DIRECTIONS ::
In the listing below, how many lines contain the word "wrapper"? Please respond with the number only.

INPUT FOR THIS TASK ::

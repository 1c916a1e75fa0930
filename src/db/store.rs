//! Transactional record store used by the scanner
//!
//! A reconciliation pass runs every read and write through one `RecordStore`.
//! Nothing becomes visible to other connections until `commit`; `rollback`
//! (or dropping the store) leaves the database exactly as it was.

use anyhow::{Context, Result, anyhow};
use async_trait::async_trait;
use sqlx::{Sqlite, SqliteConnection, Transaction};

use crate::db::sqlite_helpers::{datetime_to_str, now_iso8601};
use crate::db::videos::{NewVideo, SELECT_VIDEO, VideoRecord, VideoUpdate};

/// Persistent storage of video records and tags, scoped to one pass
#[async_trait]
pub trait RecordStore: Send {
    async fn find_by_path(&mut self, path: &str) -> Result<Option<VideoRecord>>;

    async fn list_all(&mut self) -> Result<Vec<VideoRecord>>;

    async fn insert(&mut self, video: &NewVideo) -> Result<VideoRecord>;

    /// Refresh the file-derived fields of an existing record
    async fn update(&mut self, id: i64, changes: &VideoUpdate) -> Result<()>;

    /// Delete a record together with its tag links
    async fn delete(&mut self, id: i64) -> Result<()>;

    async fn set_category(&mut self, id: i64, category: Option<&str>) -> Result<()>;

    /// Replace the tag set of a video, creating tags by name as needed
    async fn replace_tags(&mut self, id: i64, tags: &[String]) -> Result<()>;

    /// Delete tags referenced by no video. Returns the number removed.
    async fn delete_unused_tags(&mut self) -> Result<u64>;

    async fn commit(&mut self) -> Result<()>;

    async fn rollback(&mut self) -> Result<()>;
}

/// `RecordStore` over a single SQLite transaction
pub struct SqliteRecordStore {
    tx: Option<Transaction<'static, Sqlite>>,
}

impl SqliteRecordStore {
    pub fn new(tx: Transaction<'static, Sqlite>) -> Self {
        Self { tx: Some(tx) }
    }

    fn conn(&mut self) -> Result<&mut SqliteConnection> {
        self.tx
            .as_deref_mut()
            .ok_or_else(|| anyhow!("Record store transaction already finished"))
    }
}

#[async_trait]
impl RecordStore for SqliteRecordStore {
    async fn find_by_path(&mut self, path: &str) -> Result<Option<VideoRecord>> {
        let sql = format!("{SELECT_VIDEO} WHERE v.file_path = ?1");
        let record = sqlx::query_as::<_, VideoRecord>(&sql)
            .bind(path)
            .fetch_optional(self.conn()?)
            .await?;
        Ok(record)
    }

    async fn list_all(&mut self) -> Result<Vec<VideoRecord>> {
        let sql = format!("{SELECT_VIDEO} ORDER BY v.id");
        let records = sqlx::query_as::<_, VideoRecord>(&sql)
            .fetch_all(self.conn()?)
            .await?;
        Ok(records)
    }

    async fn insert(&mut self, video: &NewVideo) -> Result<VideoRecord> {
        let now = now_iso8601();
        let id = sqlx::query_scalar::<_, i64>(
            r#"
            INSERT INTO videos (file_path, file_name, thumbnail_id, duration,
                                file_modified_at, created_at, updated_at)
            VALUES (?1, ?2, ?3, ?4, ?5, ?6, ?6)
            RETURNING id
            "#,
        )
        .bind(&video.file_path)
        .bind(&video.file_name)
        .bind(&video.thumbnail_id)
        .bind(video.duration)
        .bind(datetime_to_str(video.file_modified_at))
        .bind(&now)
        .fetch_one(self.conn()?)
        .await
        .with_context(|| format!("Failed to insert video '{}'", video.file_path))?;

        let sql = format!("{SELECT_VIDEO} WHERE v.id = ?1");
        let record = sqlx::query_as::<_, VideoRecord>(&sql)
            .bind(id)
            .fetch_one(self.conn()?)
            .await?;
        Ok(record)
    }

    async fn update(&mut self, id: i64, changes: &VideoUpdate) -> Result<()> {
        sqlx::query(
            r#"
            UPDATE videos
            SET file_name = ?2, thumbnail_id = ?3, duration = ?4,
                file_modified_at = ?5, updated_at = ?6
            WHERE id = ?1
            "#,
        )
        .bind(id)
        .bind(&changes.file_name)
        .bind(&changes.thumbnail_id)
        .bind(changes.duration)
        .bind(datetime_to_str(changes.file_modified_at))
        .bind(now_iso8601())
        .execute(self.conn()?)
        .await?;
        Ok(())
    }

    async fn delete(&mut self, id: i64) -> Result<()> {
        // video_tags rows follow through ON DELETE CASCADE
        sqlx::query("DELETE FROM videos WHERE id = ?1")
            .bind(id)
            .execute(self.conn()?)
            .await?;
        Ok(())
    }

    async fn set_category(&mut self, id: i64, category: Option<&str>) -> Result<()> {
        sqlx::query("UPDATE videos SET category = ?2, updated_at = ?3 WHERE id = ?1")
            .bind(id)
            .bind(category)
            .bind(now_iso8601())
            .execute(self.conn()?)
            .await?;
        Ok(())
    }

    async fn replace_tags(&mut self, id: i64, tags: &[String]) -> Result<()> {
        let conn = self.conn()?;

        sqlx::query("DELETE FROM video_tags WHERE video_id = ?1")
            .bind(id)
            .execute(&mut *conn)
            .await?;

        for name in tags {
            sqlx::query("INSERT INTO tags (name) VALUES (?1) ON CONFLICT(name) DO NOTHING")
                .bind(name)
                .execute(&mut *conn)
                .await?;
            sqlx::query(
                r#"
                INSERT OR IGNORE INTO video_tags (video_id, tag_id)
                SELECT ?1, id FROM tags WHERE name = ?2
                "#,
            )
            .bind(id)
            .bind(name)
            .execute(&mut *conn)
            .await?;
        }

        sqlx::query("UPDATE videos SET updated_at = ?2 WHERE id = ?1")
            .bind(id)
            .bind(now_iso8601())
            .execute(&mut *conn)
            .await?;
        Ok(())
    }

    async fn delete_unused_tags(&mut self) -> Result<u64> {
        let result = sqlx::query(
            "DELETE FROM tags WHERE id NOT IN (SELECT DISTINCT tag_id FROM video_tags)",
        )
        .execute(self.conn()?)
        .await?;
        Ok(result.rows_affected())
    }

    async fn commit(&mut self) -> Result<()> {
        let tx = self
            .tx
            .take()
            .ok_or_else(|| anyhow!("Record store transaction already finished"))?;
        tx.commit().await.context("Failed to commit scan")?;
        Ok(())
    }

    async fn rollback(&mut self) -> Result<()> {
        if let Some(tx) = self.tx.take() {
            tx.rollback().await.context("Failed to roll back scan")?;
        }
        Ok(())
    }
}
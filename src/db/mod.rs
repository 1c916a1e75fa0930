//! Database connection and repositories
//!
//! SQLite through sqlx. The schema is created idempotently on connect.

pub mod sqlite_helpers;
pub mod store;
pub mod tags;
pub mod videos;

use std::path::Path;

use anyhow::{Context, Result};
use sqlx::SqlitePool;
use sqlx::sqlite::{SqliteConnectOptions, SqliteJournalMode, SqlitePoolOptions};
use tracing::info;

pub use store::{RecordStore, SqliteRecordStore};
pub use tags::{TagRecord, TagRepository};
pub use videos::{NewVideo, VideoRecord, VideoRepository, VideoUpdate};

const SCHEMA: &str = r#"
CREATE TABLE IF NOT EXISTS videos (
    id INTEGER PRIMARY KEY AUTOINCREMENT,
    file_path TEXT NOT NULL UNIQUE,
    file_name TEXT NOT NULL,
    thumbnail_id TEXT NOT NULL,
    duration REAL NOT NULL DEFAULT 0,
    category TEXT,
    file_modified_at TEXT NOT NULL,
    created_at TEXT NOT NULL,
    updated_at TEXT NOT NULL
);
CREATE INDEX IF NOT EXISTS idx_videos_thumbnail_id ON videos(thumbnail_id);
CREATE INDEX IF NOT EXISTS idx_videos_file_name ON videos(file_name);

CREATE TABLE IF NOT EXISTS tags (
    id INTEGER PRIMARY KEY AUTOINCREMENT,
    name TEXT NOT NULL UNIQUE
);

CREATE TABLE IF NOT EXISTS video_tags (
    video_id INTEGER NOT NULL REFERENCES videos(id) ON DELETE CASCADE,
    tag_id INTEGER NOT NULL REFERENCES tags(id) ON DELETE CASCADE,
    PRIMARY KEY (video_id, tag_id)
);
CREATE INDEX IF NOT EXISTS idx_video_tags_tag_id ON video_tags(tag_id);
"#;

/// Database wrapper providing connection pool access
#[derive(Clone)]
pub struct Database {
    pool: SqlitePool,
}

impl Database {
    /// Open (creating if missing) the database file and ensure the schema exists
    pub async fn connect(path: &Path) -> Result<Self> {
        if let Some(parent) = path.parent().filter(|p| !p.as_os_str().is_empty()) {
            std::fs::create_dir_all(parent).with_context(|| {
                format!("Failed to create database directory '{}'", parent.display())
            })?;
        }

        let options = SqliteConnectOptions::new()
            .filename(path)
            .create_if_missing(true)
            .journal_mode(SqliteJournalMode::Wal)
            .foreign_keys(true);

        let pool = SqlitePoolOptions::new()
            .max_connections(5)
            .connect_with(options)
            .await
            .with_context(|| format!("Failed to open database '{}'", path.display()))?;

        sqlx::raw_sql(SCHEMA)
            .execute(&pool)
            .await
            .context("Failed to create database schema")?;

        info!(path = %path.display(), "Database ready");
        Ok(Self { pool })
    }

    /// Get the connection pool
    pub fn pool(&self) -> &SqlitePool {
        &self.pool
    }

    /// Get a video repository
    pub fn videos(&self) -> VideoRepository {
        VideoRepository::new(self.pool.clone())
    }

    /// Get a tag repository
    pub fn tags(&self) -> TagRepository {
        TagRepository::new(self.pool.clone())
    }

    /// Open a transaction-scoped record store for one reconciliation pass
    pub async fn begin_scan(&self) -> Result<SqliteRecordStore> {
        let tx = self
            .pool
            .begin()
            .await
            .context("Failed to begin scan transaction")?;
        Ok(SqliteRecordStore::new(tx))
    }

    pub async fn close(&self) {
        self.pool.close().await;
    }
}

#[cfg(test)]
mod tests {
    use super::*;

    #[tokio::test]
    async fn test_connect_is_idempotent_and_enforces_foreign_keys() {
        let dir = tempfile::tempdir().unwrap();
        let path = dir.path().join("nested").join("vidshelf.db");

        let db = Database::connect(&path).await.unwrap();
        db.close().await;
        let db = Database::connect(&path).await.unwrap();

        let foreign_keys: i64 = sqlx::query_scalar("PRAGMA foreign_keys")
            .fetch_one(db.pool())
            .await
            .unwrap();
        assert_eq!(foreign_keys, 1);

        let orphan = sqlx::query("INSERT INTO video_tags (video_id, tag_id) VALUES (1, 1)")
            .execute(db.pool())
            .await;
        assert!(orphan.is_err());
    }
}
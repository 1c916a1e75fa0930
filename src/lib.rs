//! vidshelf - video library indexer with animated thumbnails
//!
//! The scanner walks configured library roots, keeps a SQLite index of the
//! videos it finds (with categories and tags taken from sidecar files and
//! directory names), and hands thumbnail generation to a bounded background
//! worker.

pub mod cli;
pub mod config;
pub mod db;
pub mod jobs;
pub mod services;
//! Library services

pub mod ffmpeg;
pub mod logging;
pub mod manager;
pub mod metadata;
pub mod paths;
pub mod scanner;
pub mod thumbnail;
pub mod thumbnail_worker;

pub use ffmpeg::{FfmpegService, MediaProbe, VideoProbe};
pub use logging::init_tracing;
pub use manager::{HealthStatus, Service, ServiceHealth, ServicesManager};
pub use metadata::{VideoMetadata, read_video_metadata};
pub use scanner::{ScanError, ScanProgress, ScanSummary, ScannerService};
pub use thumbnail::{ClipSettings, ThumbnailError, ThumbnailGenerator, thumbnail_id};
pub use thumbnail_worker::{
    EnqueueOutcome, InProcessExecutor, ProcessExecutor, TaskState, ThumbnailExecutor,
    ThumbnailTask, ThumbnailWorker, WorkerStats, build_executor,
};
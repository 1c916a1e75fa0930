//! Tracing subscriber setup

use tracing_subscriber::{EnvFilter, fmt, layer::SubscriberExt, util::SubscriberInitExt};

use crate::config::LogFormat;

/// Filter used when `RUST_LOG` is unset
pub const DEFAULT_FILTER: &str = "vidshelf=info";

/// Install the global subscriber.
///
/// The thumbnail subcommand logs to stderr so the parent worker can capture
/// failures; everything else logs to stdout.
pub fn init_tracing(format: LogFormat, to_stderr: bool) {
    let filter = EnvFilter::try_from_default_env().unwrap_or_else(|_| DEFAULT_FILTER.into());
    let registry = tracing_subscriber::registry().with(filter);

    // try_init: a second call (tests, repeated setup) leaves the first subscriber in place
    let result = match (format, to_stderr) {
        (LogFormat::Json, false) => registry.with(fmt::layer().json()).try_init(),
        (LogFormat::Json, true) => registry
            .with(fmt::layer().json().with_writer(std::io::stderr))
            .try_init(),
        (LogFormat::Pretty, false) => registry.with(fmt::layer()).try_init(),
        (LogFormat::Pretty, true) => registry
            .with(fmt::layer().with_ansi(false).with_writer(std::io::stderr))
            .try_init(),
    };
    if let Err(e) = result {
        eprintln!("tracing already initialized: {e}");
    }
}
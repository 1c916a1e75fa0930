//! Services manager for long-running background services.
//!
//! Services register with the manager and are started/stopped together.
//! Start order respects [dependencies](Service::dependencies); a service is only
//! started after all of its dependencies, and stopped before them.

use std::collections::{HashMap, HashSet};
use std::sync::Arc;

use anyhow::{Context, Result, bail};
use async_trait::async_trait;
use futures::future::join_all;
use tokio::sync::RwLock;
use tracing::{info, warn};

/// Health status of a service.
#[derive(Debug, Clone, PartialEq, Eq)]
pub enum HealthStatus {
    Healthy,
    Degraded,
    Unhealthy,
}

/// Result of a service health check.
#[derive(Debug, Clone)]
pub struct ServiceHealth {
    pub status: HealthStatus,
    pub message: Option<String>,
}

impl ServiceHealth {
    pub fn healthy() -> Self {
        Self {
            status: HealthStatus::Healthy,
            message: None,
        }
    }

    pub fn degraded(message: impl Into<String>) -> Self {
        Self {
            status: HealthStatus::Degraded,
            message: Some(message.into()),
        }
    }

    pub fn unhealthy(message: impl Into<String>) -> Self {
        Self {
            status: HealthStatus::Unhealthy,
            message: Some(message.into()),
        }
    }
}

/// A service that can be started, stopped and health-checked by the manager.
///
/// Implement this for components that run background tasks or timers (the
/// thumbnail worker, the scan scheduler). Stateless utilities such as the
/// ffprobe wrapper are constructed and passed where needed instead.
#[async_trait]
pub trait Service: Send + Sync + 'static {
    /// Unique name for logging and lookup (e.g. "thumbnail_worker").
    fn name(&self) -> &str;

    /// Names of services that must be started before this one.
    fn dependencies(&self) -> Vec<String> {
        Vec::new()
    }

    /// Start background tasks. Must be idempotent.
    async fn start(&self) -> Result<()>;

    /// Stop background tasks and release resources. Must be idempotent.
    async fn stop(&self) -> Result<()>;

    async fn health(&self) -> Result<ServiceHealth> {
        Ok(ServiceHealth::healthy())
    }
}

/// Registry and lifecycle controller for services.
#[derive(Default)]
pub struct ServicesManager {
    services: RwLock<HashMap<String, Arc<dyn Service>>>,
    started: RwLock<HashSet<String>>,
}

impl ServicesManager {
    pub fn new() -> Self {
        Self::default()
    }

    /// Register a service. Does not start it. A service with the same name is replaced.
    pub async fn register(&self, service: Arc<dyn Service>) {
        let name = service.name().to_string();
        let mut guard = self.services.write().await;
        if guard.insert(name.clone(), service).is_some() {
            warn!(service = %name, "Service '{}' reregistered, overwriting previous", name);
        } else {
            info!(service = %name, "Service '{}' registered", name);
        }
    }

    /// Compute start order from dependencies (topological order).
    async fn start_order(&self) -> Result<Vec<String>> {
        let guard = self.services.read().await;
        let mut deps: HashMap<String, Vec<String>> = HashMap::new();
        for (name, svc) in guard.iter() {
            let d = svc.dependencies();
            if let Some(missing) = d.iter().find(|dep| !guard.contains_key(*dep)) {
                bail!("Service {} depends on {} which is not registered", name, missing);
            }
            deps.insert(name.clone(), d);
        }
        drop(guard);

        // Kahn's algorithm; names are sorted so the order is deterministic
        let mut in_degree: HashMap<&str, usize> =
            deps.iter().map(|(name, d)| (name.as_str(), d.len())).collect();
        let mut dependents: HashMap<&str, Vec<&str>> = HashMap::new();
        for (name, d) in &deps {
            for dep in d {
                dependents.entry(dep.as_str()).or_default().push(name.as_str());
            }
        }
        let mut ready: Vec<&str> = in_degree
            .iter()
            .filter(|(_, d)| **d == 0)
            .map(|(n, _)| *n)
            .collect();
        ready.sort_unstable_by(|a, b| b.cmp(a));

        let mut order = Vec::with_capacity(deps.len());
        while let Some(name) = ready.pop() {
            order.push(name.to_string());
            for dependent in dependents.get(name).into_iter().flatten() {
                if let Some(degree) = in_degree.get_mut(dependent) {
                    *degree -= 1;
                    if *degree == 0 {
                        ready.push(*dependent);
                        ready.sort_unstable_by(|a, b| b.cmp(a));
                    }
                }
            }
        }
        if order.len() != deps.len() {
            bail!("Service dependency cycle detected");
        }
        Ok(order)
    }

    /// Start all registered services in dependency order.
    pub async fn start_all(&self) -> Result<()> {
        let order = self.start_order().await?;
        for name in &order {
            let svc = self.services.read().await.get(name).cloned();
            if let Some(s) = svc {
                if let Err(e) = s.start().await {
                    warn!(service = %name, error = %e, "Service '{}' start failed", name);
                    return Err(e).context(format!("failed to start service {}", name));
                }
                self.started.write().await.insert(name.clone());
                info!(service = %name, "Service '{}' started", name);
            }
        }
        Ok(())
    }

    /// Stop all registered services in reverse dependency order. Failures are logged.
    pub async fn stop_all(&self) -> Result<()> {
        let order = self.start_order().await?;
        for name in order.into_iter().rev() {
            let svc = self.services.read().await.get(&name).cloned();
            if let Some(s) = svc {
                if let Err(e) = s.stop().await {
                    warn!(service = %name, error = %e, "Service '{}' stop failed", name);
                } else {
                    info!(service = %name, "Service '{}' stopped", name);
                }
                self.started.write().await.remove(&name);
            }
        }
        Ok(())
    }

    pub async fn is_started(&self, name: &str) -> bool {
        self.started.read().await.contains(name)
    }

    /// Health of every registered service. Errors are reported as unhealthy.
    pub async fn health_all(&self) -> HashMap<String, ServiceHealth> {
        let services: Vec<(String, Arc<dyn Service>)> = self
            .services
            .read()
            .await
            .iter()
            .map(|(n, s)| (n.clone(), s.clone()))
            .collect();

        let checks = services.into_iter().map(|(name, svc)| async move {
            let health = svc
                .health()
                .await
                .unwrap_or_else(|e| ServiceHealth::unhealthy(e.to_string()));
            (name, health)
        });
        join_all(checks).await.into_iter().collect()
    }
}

SOLUTION ::
2